El futuro político de Marine Le Pen pende de un hilo: la justicia toma hoy una decisión clave
El Tribunal de Apelación de París resuelve este martes si inhabilita a la dirigente de la extrema derecha francesa
Este mediodía la justicia francesa decidirá el futuro judicial y político de Marine Le Pen. La dirigente del partido de extrema derecha Reagrupación Nacional (RN) recurrió la sentencia dictada por el tribunal correccional de París el 31 de marzo de 2025, que la condenaba a 4 años de prisión –dos de los cuales firmes–, 100.000 euros de multa y 5 años de ineligibilidad. Este martes la decisión del Tribunal de Apelación de París determinará si el año que viene se podrá presentar por cuarta vez a las elecciones presidenciales o si debe ceder el testigo.La diputada francesa es juzgada por el caso de los asistentes parlamentarios del Frente Nacional –que en 2018 se convertiría en el actual RN– en el Parlamento Europeo. La Justicia afirmaba en la sentencia de 2015 que Le Pen estaba "en el corazón de un sistema de gestión" que desde 2009 se dedicaba a "vaciar" los fondos que el Parlamento Europeo destinaba a pagar a los asistentes parlamentarios, y que desviaba el dinero en beneficio de su partido.Ahora se presentan diferentes escenarios posibles. Aunque la absolución es una conclusión posible, no es nada probable, porque hasta ahora el tribunal de apelación ha apuntado en la misma dirección que el correccional. Además, durante este segundo juicio se han presentado pruebas que dejan a Le Pen en muy mala posición, como los mensajes de un eurodiputado del partido que expresaba dudas sobre lo que les "pide Marine" porque "equivale a crear un puesto de trabajo ficticio". Así pues, que será inhabilitada parece el escenario más probable, pero el impacto de la sentencia dependerá de cuánto tiempo dure esta inhabilitación.Debate sobre las fechas
Si los jueces dictaminan una duración de la pena de inelegibilidad –que la inhabilita solo a presentarse a unas elecciones– superior a dos años, como es el caso ahora mismo, Le Pen ya ha anunciado que no recurrirá una segunda vez y, por tanto, que renunciaría a presentarse a las elecciones. La cosa, sin embargo, se complica en caso de que la inhabilitación sea de dos años o menos: todo depende de cuándo deba pronunciarse el Tribunal Constitucional sobre la inelegibilidad de Le Pen.Es la primera vez que la Quinta República francesa se enfrenta a un caso de inelegibilidad para un candidato a las elecciones presidenciales y, aunque hay jurisprudencia sobre casos similares en otras elecciones, el calendario no está nada claro. La mayoría de juristas apuntan al 18 de abril de 2027, el día de la votación de la primera vuelta de las presidenciales. Dado que la condena de Le Pen se hizo efectiva el 31 de marzo de 2025, si la pena fuera de dos años, la habría cumplido el 31 de marzo del año que viene y, por lo tanto, se podría presentar.Ahora bien, la ley electoral francesa dicta que la lista de candidatos a la elección presidencial debe publicarse "como muy tarde el cuarto viernes antes de la primera vuelta", en este caso el 26 de marzo de 2027. Si se confirmara esta segunda fecha, es poco probable que Marine Le Pen pueda presentarse como candidata, porque no se espera que el tribunal de apelación reduzca considerablemente la pena.Aún existe un último escenario posible: que, por mucho que se pueda presentar, tenga que pasar la campaña con un brazalete electrónico y bajo arresto domiciliario. La expresidenta del RN ya ha rechazado la posibilidad de hacer campaña en estas condiciones. Si la pena de prisión llega a ser inferior a seis meses, Le Pen podría deshacerse del brazalete a partir de este octubre, y podría replanteárselo.¿Un nuevo presidenciable?

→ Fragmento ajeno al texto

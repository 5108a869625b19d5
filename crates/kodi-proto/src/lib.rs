//! Shared pieces of kodi-playing: configuration, the Kodi JSON-RPC client,
//! connection state and the playback log.

pub mod client;
pub mod config;
pub mod platform;
pub mod probe;
pub mod protocol;
pub mod songs;
pub mod state;
impl App {
    pub fn new(mut controller: TaskListController) -> Self {
        let changes = Rc::new(RefCell::new(Vec::new()));
        let sink = Rc::clone(&changes);
        controller.subscribe(move |change| sink.borrow_mut().push(change.clone()));

        let mut app = App {
            controller,
            list_state: ListState::default(),
            mode: InputMode::Normal,
            input: LineEditor::default(),
            should_quit: false,
            status_message: None,
            resume_mode: None,
            changes,
        };
        app.clamp_selection();
        app
    }

    pub fn visible_len(&self) -> usize {
        self.controller.visible_indexed().count()
    }

    /// Index in the full task sequence of the selected visible row.
    pub fn selected_index(&self) -> Option<usize> {
        let row = self.list_state.selected()?;
        self.controller.visible_indexed().nth(row).map(|(i, _)| i)
    }

    pub fn selected_task(&self) -> Option<&Task> {
        self.selected_index().and_then(|i| self.controller.get(i))
    }

    /// Keep the selection on an existing visible row.
    pub fn clamp_selection(&mut self) {
        let len = self.visible_len();
        let selected = match self.list_state.selected() {
            _ if len == 0 => None,
            Some(i) if i >= len => Some(len - 1),
            Some(i) => Some(i),
            None => Some(0),
        };
        self.list_state.select(selected);
    }

    pub fn next_item(&mut self) {
        let len = self.visible_len();
        if len == 0 {
            return;
        }
        let i = match self.list_state.selected() {
            Some(i) if i + 1 < len => i + 1,
            _ => 0,
        };
        self.list_state.select(Some(i));
    }

    pub fn previous_item(&mut self) {
        let len = self.visible_len();
        if len == 0 {
            return;
        }
        let i = match self.list_state.selected() {
            Some(0) | None => len - 1,
            Some(i) => i - 1,
        };
        self.list_state.select(Some(i));
    }

    fn select_sequence_index(&mut self, index: usize) {
        if let Some(row) = self
            .controller
            .visible_indexed()
            .position(|(i, _)| i == index)
        {
            self.list_state.select(Some(row));
        }
    }

    /// Apply queued controller notifications to view state.
    fn drain_changes(&mut self) {
        let changes: Vec<Change> = self.changes.borrow_mut().drain(..).collect();
        for change in changes {
            let message = match &change {
                Change::Added { id, index } => {
                    self.select_sequence_index(*index);
                    Some(format!("Added task {}", id))
                }
                Change::Edited { id, .. } => Some(format!("Saved task {}", id)),
                Change::StatusChanged { id, completed } => {
                    let status = if *completed {
                        TaskStatus::Completed
                    } else {
                        TaskStatus::NotCompleted
                    };
                    Some(format!("Task {} marked {}", id, status))
                }
                Change::Deleted { id, .. } => Some(format!("Deleted task {}", id)),
                Change::EditCancelled { .. } => Some("Edit cancelled".to_string()),
                Change::FilterChanged(filter) => Some(format!("Showing: {}", filter)),
                Change::EditStarted { .. } => None,
            };
            if message.is_some() {
                self.status_message = message;
            }
        }
        self.clamp_selection();
    }

    fn show_notice(&mut self, err: TaskListError, resume: InputMode) {
        log::info!("notice: {}", err);
        self.resume_mode = Some(resume);
        self.mode = InputMode::Notice(err.to_string());
    }

    fn dismiss_notice(&mut self) {
        self.mode = self.resume_mode.take().unwrap_or(InputMode::Normal);
    }

    pub fn start_add(&mut self) {
        self.mode = InputMode::Adding(Field::Name);
        let name = self.controller.draft().name.clone();
        self.input.set(name);
    }

    pub fn start_edit(&mut self) {
        let Some(index) = self.selected_index() else {
            return;
        };
        match self.controller.begin_edit(index) {
            Ok(()) => {
                self.mode = InputMode::Editing(Field::Name);
                let staged = self
                    .controller
                    .edit_buffer()
                    .map(|buf| buf.staged_name.clone())
                    .unwrap_or_default();
                self.input.set(staged);
            }
            Err(err) => self.show_notice(err, InputMode::Normal),
        }
    }

    /// Push the line editor's content into the draft or staged field it edits.
    fn sync_input(&mut self) -> Result<()> {
        let value = self.input.value().to_string();
        match self.mode {
            InputMode::Adding(Field::Name) => self.controller.set_draft_name(value),
            InputMode::Adding(Field::Description) => self.controller.set_draft_description(value),
            InputMode::Editing(Field::Name) => self.controller.update_staged_name(value)?,
            InputMode::Editing(Field::Description) => {
                self.controller.update_staged_description(value)?
            }
            _ => {}
        }
        Ok(())
    }

    fn field_value(&self, mode: &InputMode) -> String {
        match mode {
            InputMode::Adding(Field::Name) => self.controller.draft().name.clone(),
            InputMode::Adding(Field::Description) => self.controller.draft().description.clone(),
            InputMode::Editing(field) => self
                .controller
                .edit_buffer()
                .map(|buf| match field {
                    Field::Name => buf.staged_name.clone(),
                    Field::Description => buf.staged_description.clone(),
                })
                .unwrap_or_default(),
            _ => String::new(),
        }
    }

    fn focus_field(&mut self, mode: InputMode) -> Result<()> {
        self.sync_input()?;
        let value = self.field_value(&mode);
        self.input.set(value);
        self.mode = mode;
        Ok(())
    }

    fn submit_add(&mut self) -> Result<()> {
        self.sync_input()?;
        match self.controller.submit_draft() {
            Ok(_) => {
                self.input.clear();
                self.mode = InputMode::Normal;
            }
            Err(err) => {
                self.show_notice(err, InputMode::Adding(Field::Name));
                let name = self.controller.draft().name.clone();
                self.input.set(name);
            }
        }
        Ok(())
    }

    fn submit_edit(&mut self, field: Field) -> Result<()> {
        self.sync_input()?;
        match self.controller.save_edit() {
            Ok(_) => {
                self.input.clear();
                self.mode = InputMode::Normal;
            }
            Err(TaskListError::Validation) => {
                self.show_notice(TaskListError::Validation, InputMode::Editing(field));
            }
            Err(err) => self.show_notice(err, InputMode::Normal),
        }
        Ok(())
    }

    fn set_selected_status(&mut self, status: Option<TaskStatus>) {
        let Some(task) = self.selected_task() else {
            return;
        };
        let id = task.id;
        match status {
            Some(status) => self.controller.set_status(id, status),
            None => self.controller.toggle_status(id),
        };
    }

    fn delete_selected(&mut self) {
        if let Some(index) = self.selected_index() {
            if let Err(err) = self.controller.delete_task(index) {
                self.show_notice(err, InputMode::Normal);
            }
        }
    }

    pub fn handle_key(&mut self, key: KeyCode, modifiers: KeyModifiers) -> Result<()> {
        if modifiers.contains(KeyModifiers::CONTROL) && key == KeyCode::Char('c') {
            self.should_quit = true;
            return Ok(());
        }

        match self.mode.clone() {
            InputMode::Notice(_) => self.dismiss_notice(),
            InputMode::Normal => {
                // A change message lasts until the next key press.
                self.status_message = None;
                self.handle_normal_key(key);
            }
            InputMode::FilterSelect => self.handle_filter_key(key),
            InputMode::Adding(field) => self.handle_form_key(key, InputMode::Adding(field))?,
            InputMode::Editing(field) => self.handle_form_key(key, InputMode::Editing(field))?,
        }

        self.drain_changes();
        Ok(())
    }

    fn handle_normal_key(&mut self, key: KeyCode) {
        match key {
            KeyCode::Char('q') => self.should_quit = true,
            KeyCode::Down | KeyCode::Char('j') => self.next_item(),
            KeyCode::Up | KeyCode::Char('k') => self.previous_item(),
            KeyCode::Char('a') => self.start_add(),
            KeyCode::Char('e') | KeyCode::Enter => self.start_edit(),
            KeyCode::Char(' ') => self.set_selected_status(None),
            KeyCode::Char('c') => self.set_selected_status(Some(TaskStatus::Completed)),
            KeyCode::Char('n') => self.set_selected_status(Some(TaskStatus::NotCompleted)),
            KeyCode::Char('d') | KeyCode::Delete => self.delete_selected(),
            KeyCode::Char('f') => self.mode = InputMode::FilterSelect,
            KeyCode::Tab => {
                let next = self.controller.filter().cycle();
                self.controller.set_filter(next);
            }
            _ => {}
        }
    }

    fn handle_filter_key(&mut self, key: KeyCode) {
        let choice = match key {
            KeyCode::Char('1') => Some(StatusFilter::All),
            KeyCode::Char('2') => Some(StatusFilter::Completed),
            KeyCode::Char('3') => Some(StatusFilter::NotCompleted),
            KeyCode::Esc => {
                self.mode = InputMode::Normal;
                None
            }
            _ => None,
        };
        if let Some(filter) = choice {
            self.controller.set_filter(filter);
            self.mode = InputMode::Normal;
        }
    }

    fn handle_form_key(&mut self, key: KeyCode, mode: InputMode) -> Result<()> {
        let (field, adding) = match mode {
            InputMode::Adding(field) => (field, true),
            InputMode::Editing(field) => (field, false),
            _ => return Ok(()),
        };
        let switch_to = |f: Field| {
            if adding {
                InputMode::Adding(f)
            } else {
                InputMode::Editing(f)
            }
        };

        match key {
            KeyCode::Esc => {
                if adding {
                    // Draft is kept for the next `a`.
                    self.sync_input()?;
                } else {
                    self.controller.cancel_edit();
                }
                self.input.clear();
                self.mode = InputMode::Normal;
            }
            KeyCode::Tab | KeyCode::BackTab => self.focus_field(switch_to(field.other()))?,
            KeyCode::Enter => match (adding, field) {
                (true, Field::Name) => self.focus_field(switch_to(Field::Description))?,
                (true, Field::Description) => self.submit_add()?,
                (false, field) => self.submit_edit(field)?,
            },
            KeyCode::Char(c) => {
                self.input.insert_char(c);
                self.sync_input()?;
            }
            KeyCode::Backspace => {
                self.input.delete_char();
                self.sync_input()?;
            }
            KeyCode::Delete => {
                self.input.delete_forward();
                self.sync_input()?;
            }
            KeyCode::Left => self.input.move_cursor_left(),
            KeyCode::Right => self.input.move_cursor_right(),
            KeyCode::Home => self.input.move_to_start_of_line(),
            KeyCode::End => self.input.move_to_end_of_line(),
            _ => {}
        }
        Ok(())
    }
}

Hace ya años que, ante la posibilidad de unas elecciones sin Marine Le Pen, el Reagrupamiento Nacional promociona su potencial sucesor, Jordan Bardella. El joven eurodiputado de treinta años, que ya hace cuatro que sucedió a su mentora política en la presidencia del partido, aparece regularmente acompañado de Le Pen y, cada vez más, solo.La imagen de joven tutelado, sin embargo, pesa sobre Bardella y no hay ninguna duda de que su antecesora continuará teniendo una influencia considerable en la política francesa tanto durante la campaña como después de una hipotética victoria del RN en las presidenciales, aunque sea condenada. De hecho, diversas voces del partido han apuntado a una tutela estrecha de Bardella por parte de Le Pen. Si el partido de extrema derecha ganase las elecciones, Bardella podría nombrar a su antigua jefa primera ministra.